* [EXERCISE DESCRIPTION]:
Each line below must be printed again exactly.

_____

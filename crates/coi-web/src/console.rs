//! `tracing` layer that hands formatted events to a console sink.

use std::fmt;
use std::fmt::Write as _;
use tracing::Event;
use tracing::Level;
use tracing::Subscriber;
use tracing::field::Field;
use tracing::field::Visit;
use tracing_subscriber::Layer;
use tracing_subscriber::layer::Context;

/// Forwards events at or above `max_level` verbosity to `sink` as
/// `"target: message key=value ..."` lines.
pub struct ConsoleLayer<W> {
    max_level: Level,
    sink: W,
}

impl<W> ConsoleLayer<W>
where
    W: Fn(Level, &str) + Send + Sync + 'static,
{
    pub fn new(max_level: Level, sink: W) -> Self {
        Self { max_level, sink }
    }
}

impl<S, W> Layer<S> for ConsoleLayer<W>
where
    S: Subscriber,
    W: Fn(Level, &str) + Send + Sync + 'static,
{
    fn on_event(&self, event: &Event<'_>, _ctx: Context<'_, S>) {
        let metadata = event.metadata();
        if *metadata.level() > self.max_level {
            return;
        }

        let mut line = EventLine::default();
        event.record(&mut line);
        (self.sink)(*metadata.level(), &line.finish(metadata.target()));
    }
}

#[derive(Default)]
struct EventLine {
    message: String,
    fields: String,
}

impl EventLine {
    fn finish(self, target: &str) -> String {
        format!("{target}: {}{}", self.message, self.fields)
    }
}

impl Visit for EventLine {
    fn record_str(&mut self, field: &Field, value: &str) {
        if field.name() == "message" {
            self.message.push_str(value);
        } else {
            let _ = write!(self.fields, " {}={value}", field.name());
        }
    }

    fn record_debug(&mut self, field: &Field, value: &dyn fmt::Debug) {
        if field.name() == "message" {
            let _ = write!(self.message, "{value:?}");
        } else {
            let _ = write!(self.fields, " {}={value:?}", field.name());
        }
    }
}
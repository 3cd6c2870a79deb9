//! Worker lifecycle: `installing -> waiting-to-activate -> active`.

use coi_core::ShieldError;
use coi_core::ShieldResult;

#[derive(Debug, Clone, Copy, PartialEq, Eq)]
pub enum LifecycleState {
    Installing,
    WaitingToActivate,
    Active,
}

impl LifecycleState {
    pub fn as_str(self) -> &'static str {
        match self {
            Self::Installing => "installing",
            Self::WaitingToActivate => "waiting-to-activate",
            Self::Active => "active",
        }
    }
}

/// What the host must ask the platform to do after a transition.
#[derive(Debug, Clone, Copy, PartialEq, Eq)]
pub enum LifecycleDirective {
    /// Skip the wait for existing pages to close before activating.
    SkipWaiting,
    /// Take control of every page already open in scope.
    ClaimClients,
}

#[derive(Debug, Clone, PartialEq, Eq)]
pub struct Lifecycle {
    state: LifecycleState,
}

impl Default for Lifecycle {
    fn default() -> Self {
        Self {
            state: LifecycleState::Installing,
        }
    }
}

impl Lifecycle {
    pub fn state(&self) -> LifecycleState {
        self.state
    }

    pub fn install(&mut self) -> ShieldResult<LifecycleDirective> {
        self.advance(LifecycleState::Installing, LifecycleState::WaitingToActivate)?;
        Ok(LifecycleDirective::SkipWaiting)
    }

    pub fn activate(&mut self) -> ShieldResult<LifecycleDirective> {
        self.advance(LifecycleState::WaitingToActivate, LifecycleState::Active)?;
        Ok(LifecycleDirective::ClaimClients)
    }

    fn advance(&mut self, from: LifecycleState, to: LifecycleState) -> ShieldResult<()> {
        if self.state != from {
            return Err(ShieldError::new(
                "interceptor.lifecycle_invalid",
                format!(
                    "cannot move to `{}` from `{}` (expected `{}`)",
                    to.as_str(),
                    self.state.as_str(),
                    from.as_str()
                ),
            ));
        }

        self.state = to;
        Ok(())
    }
}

_____

* [RESULT OF THIS TASK]:
filename crates/coi-web/src/console.rs
//! `tracing` layer that hands formatted events to a console sink.

use std::fmt;
use std::fmt::Write as _;
use tracing::Event;
use tracing::Level;
use tracing::Subscriber;
use tracing::field::Field;
use tracing::field::Visit;
use tracing_subscriber::Layer;
use tracing_subscriber::layer::Context;

/// Forwards events at or above `max_level` verbosity to `sink` as
/// `"target: message key=value ..."` lines.
pub struct ConsoleLayer<W> {
    max_level: Level,
    sink: W,
}

impl<W> ConsoleLayer<W>
where
    W: Fn(Level, &str) + Send + Sync + 'static,
{
    pub fn new(max_level: Level, sink: W) -> Self {
        Self { max_level, sink }
    }
}

impl<S, W> Layer<S> for ConsoleLayer<W>
where
    S: Subscriber,
    W: Fn(Level, &str) + Send + Sync + 'static,
{
    fn on_event(&self, event: &Event<'_>, _ctx: Context<'_, S>) {
        let metadata = event.metadata();
        if *metadata.level() > self.max_level {
            return;
        }

        let mut line = EventLine::default();
        event.record(&mut line);
        (self.sink)(*metadata.level(), &line.finish(metadata.target()));
    }
}

#[derive(Default)]
struct EventLine {
    message: String,
    fields: String,
}

impl EventLine {
    fn finish(self, target: &str) -> String {
        format!("{target}: {}{}", self.message, self.fields)
    }
}

impl Visit for EventLine {
    fn record_str(&mut self, field: &Field, value: &str) {
        if field.name() == "message" {
            self.message.push_str(value);
        } else {
            let _ = write!(self.fields, " {}={value}", field.name());
        }
    }

    fn record_debug(&mut self, field: &Field, value: &dyn fmt::Debug) {
        if field.name() == "message" {
            let _ = write!(self.message, "{value:?}");
        } else {
            let _ = write!(self.fields, " {}={value:?}", field.name());
        }
    }
}
repository 3cd6c2870a79deb9
//! Worker lifecycle: `installing -> waiting-to-activate -> active`.

use coi_core::ShieldError;
use coi_core::ShieldResult;

#[derive(Debug, Clone, Copy, PartialEq, Eq)]
pub enum LifecycleState {
    Installing,
    WaitingToActivate,
    Active,
}

impl LifecycleState {
    pub fn as_str(self) -> &'static str {
        match self {
            Self::Installing => "installing",
            Self::WaitingToActivate => "waiting-to-activate",
            Self::Active => "active",
        }
    }
}

/// What the host must ask the platform to do after a transition.
#[derive(Debug, Clone, Copy, PartialEq, Eq)]
pub enum LifecycleDirective {
    /// Skip the wait for existing pages to close before activating.
    SkipWaiting,
    /// Take control of every page already open in scope.
    ClaimClients,
}

#[derive(Debug, Clone, PartialEq, Eq)]
pub struct Lifecycle {
    state: LifecycleState,
}

impl Default for Lifecycle {
    fn default() -> Self {
        Self {
            state: LifecycleState::Installing,
        }
    }
}

impl Lifecycle {
    pub fn state(&self) -> LifecycleState {
        self.state
    }

    pub fn install(&mut self) -> ShieldResult<LifecycleDirective> {
        self.advance(LifecycleState::Installing, LifecycleState::WaitingToActivate)?;
        Ok(LifecycleDirective::SkipWaiting)
    }

    pub fn activate(&mut self) -> ShieldResult<LifecycleDirective> {
        self.advance(LifecycleState::WaitingToActivate, LifecycleState::Active)?;
        Ok(LifecycleDirective::ClaimClients)
    }

    fn advance(&mut self, from: LifecycleState, to: LifecycleState) -> ShieldResult<()> {
        if self.state != from {
            return Err(ShieldError::new(
                "interceptor.lifecycle_invalid",
                format!(
                    "cannot move to `{}` from `{}` (expected `{}`)",
                    to.as_str(),
                    self.state.as_str(),
                    from.as_str()
                ),
            ));
        }

        self.state = to;
        Ok(())
    }
}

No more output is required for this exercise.